PROMPT: Quote the material below exactly as written, from the first line to the line that holds "is still filling.", endpoints included.

INFORMATION SHOWN:
//! Posture classification from window statistics.
//!
//! The decision rule is a variance-based motion gate in front of static
//! mean thresholds. It never integrates orientation; a phone lying flat
//! reads gravity on Z, a phone upright in a pocket reads it on Y, and the
//! classifier only checks which regime the window average sits in. That
//! makes it cheap and also makes its misclassifications part of the
//! observed behavior.

use crate::core::window::{Axis, SampleWindow};
use serde::{Deserialize, Serialize};

/// The binary posture label.
#[derive(Debug, Clone, Copy, PartialEq, Eq, Serialize, Deserialize)]
#[serde(rename_all = "snake_case")]
pub enum Posture {
    Sitting,
    Standing,
}

impl Posture {
    /// Display label as shown to the carrier.
    pub fn label(&self) -> &'static str {
        match self {
            Posture::Sitting => "Sitzend",
            Posture::Standing => "Stehend",
        }
    }
}

/// Result of classifying one sample window. Recomputed per sample,
/// never stored.
#[derive(Debug, Clone, Copy, PartialEq)]
pub struct Classification {
    pub posture: Posture,
    pub moving: bool,
}

impl Classification {
    /// The no-decision default emitted while the window is still filling.
    pub fn no_decision() -> Self {
        Self {
            posture: Posture::Sitting,
            moving: false,
        }
    }
}

/// Threshold configuration for the posture decision.
///
/// The threshold pairs drifted across field revisions of this detector
/// and no single set was ever validated as correct. The presets below
/// reproduce the observed revisions; pick per deployment rather than
/// trusting the default blindly.
#[derive(Debug, Clone, Copy, PartialEq, Serialize, Deserialize)]
pub struct ClassifierConfig {
    /// Total gravity variance (x+y+z) above which the window counts as moving
    pub motion_threshold: f64,
    /// Minimum |mean| on the vertical axis (Y) to signal standing
    pub vertical_threshold: f64,
    /// Axis whose |mean| must stay small while standing
    pub secondary_axis: SecondaryAxis,
    /// Maximum |mean| on the secondary axis to signal standing
    pub secondary_threshold: f64,
}

/// Which axis the standing rule checks against the secondary threshold.
#[derive(Debug, Clone, Copy, PartialEq, Eq, Serialize, Deserialize)]
#[serde(rename_all = "lowercase")]
pub enum SecondaryAxis {
    X,
    Z,
}

impl Default for ClassifierConfig {
    /// Latest observed revision: near-vertical Y with Z close to zero.
    fn default() -> Self {
        Self {
            motion_threshold: 0.1,
            vertical_threshold: 8.5,
            secondary_axis: SecondaryAxis::Z,
            secondary_threshold: 2.0,
        }
    }
}

impl ClassifierConfig {
    /// Mid-series revision: |mean y| > 6.0 with |mean x| < 5.0.
    pub fn relaxed_xy() -> Self {
        Self {
            motion_threshold: 0.1,
            vertical_threshold: 6.0,
            secondary_axis: SecondaryAxis::X,
            secondary_threshold: 5.0,
        }
    }

    /// Earliest revision: |mean y| > 4.0 with |mean x| < 5.0.
    pub fn legacy_xy() -> Self {
        Self {
            motion_threshold: 0.1,
            vertical_threshold: 4.0,
            secondary_axis: SecondaryAxis::X,
            secondary_threshold: 5.0,
        }
    }
}

/// Classifies sample windows into sitting/standing with a motion gate.
#[derive(Debug, Clone, Default)]
pub struct PostureClassifier {
    config: ClassifierConfig,
}

impl PostureClassifier {
    pub fn new(config: ClassifierConfig) -> Self {
        Self { config }
    }

    pub fn config(&self) -> &ClassifierConfig {
        &self.config
    }

    /// Classify the current window against the previously committed label.
    ///
    /// While the window is filling, the no-decision default is returned.
    /// Once full, the motion gate applies first: a moving window keeps the
    /// previous label unchanged (the device is assumed to still be in its
    /// prior posture mid-transition). Only a still window is re-classified
    /// from the mean thresholds.
    pub fn classify(
        &self,
        window: &SampleWindow,
        previous: Option<Posture>,
    ) -> Classification {
        if !window.is_full() {
            return Classification::no_decision();
        }

        // is_full() was checked, so the stats are all present.
        let stats = |axis| {
            (
                window.mean(axis).unwrap_or_default(),
                window.variance(axis).unwrap_or_default(),
            )
        };
        let (mean_x, var_x) = stats(Axis::X);
        let (mean_y, var_y) = stats(Axis::Y);
        let (mean_z, var_z) = stats(Axis::Z);

        let moving = var_x + var_y + var_z > self.config.motion_threshold;

        if moving {
            if let Some(prior) = previous {
                return Classification {
                    posture: prior,
                    moving: true,
                };
            }
        }

        let secondary_mean = match self.config.secondary_axis {
            SecondaryAxis::X => mean_x,
            SecondaryAxis::Z => mean_z,
        };

        let standing = mean_y.abs() > self.config.vertical_threshold
            && secondary_mean.abs() < self.config.secondary_threshold;

        Classification {
            posture: if standing {
                Posture::Standing
            } else {
                Posture::Sitting
            },
            moving,
        }
    }
}

#[cfg(test)]
mod tests {
    use super::*;
    use crate::collector::types::{SensorSample, Vec3};
    use crate::core::window::DEFAULT_WINDOW_SIZE;

    fn full_window(gravity: Vec3) -> SampleWindow {
        let mut window = SampleWindow::default();
        for i in 0..DEFAULT_WINDOW_SIZE {
            window.push(SensorSample::new(i as u64, gravity));
        }
        window
    }

    fn shaky_window() -> SampleWindow {
        // X alternates between -5 and +5, so its variance alone is 25.
        let mut window = SampleWindow::default();
        for i in 0..DEFAULT_WINDOW_SIZE {
            let x = if i % 2 == 0 { -5.0 } else { 5.0 };
            window.push(SensorSample::new(i as u64, Vec3::new(x, 9.5, 0.5)));
        }
        window
    }

    #[test]
    fn test_partial_window_yields_no_decision() {
        let classifier = PostureClassifier::default();
        let mut window = SampleWindow::default();
        for i in 0..(DEFAULT_WINDOW_SIZE - 1) {
            window.push(SensorSample::new(i as u64, Vec3::new(0.0, 9.5, 0.5)));
        }

        let result = classifier.classify(&window, Some(Posture::Standing));
        assert_eq!(result, Classification::no_decision());
        assert!(!result.moving);
    }

    #[test]
    fn test_still_upright_window_is_standing() {
        let classifier = PostureClassifier::default();
        let window = full_window(Vec3::new(0.0, 9.5, 0.5));

        let result = classifier.classify(&window, None);
        assert_eq!(result.posture, Posture::Standing);
        assert!(!result.moving);
    }

    #[test]
    fn test_still_flat_window_is_sitting() {
        // Device lying flat: gravity shows up on Z, Y is near zero.
        let classifier = PostureClassifier::default();
        let window = full_window(Vec3::new(0.3, 0.4, 9.7));

        let result = classifier.classify(&window, None);
        assert_eq!(result.posture, Posture::Sitting);
    }

    #[test]
    fn test_motion_gate_holds_previous_label() {
        let classifier = PostureClassifier::default();
        let window = shaky_window();

        for prior in [Posture::Sitting, Posture::Standing] {
            let result = classifier.classify(&window, Some(prior));
            assert!(result.moving);
            assert_eq!(result.posture, prior, "hysteresis must keep {prior:?}");
        }
    }

    #[test]
    fn test_moving_without_prior_falls_through_to_thresholds() {
        let classifier = PostureClassifier::default();
        let window = shaky_window();

        // mean x is 0, mean y 9.5, mean z 0.5: thresholds say standing even
        // though the window is moving.
        let result = classifier.classify(&window, None);
        assert!(result.moving);
        assert_eq!(result.posture, Posture::Standing);
    }

    #[test]
    fn test_vertical_but_tilted_is_sitting() {
        // Y passes the vertical threshold but Z is too large.
        let classifier = PostureClassifier::default();
        let window = full_window(Vec3::new(0.0, 9.0, 3.5));

        let result = classifier.classify(&window, None);
        assert_eq!(result.posture, Posture::Sitting);
    }

    #[test]
    fn test_legacy_profile_uses_x_axis() {
        let classifier = PostureClassifier::new(ClassifierConfig::legacy_xy());

        // |y| = 4.5 > 4.0 and |x| = 1.0 < 5.0: standing under the legacy
        // pair, sitting under the default one.
        let window = full_window(Vec3::new(1.0, 4.5, 8.0));
        assert_eq!(classifier.classify(&window, None).posture, Posture::Standing);

        let strict = PostureClassifier::default();
        assert_eq!(strict.classify(&window, None).posture, Posture::Sitting);
    }

    #[test]
    fn test_posture_labels() {
        assert_eq!(Posture::Standing.label(), "Stehend");
        assert_eq!(Posture::Sitting.label(), "Sitzend");
    }
}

PROBLEM SOLUTION:
//! Posture classification from window statistics.
//!
//! The decision rule is a variance-based motion gate in front of static
//! mean thresholds. It never integrates orientation; a phone lying flat
//! reads gravity on Z, a phone upright in a pocket reads it on Y, and the
//! classifier only checks which regime the window average sits in. That
//! makes it cheap and also makes its misclassifications part of the
//! observed behavior.

use crate::core::window::{Axis, SampleWindow};
use serde::{Deserialize, Serialize};

/// The binary posture label.
#[derive(Debug, Clone, Copy, PartialEq, Eq, Serialize, Deserialize)]
#[serde(rename_all = "snake_case")]
pub enum Posture {
    Sitting,
    Standing,
}

impl Posture {
    /// Display label as shown to the carrier.
    pub fn label(&self) -> &'static str {
        match self {
            Posture::Sitting => "Sitzend",
            Posture::Standing => "Stehend",
        }
    }
}

/// Result of classifying one sample window. Recomputed per sample,
/// never stored.
#[derive(Debug, Clone, Copy, PartialEq)]
pub struct Classification {
    pub posture: Posture,
    pub moving: bool,
}

impl Classification {
    /// The no-decision default emitted while the window is still filling.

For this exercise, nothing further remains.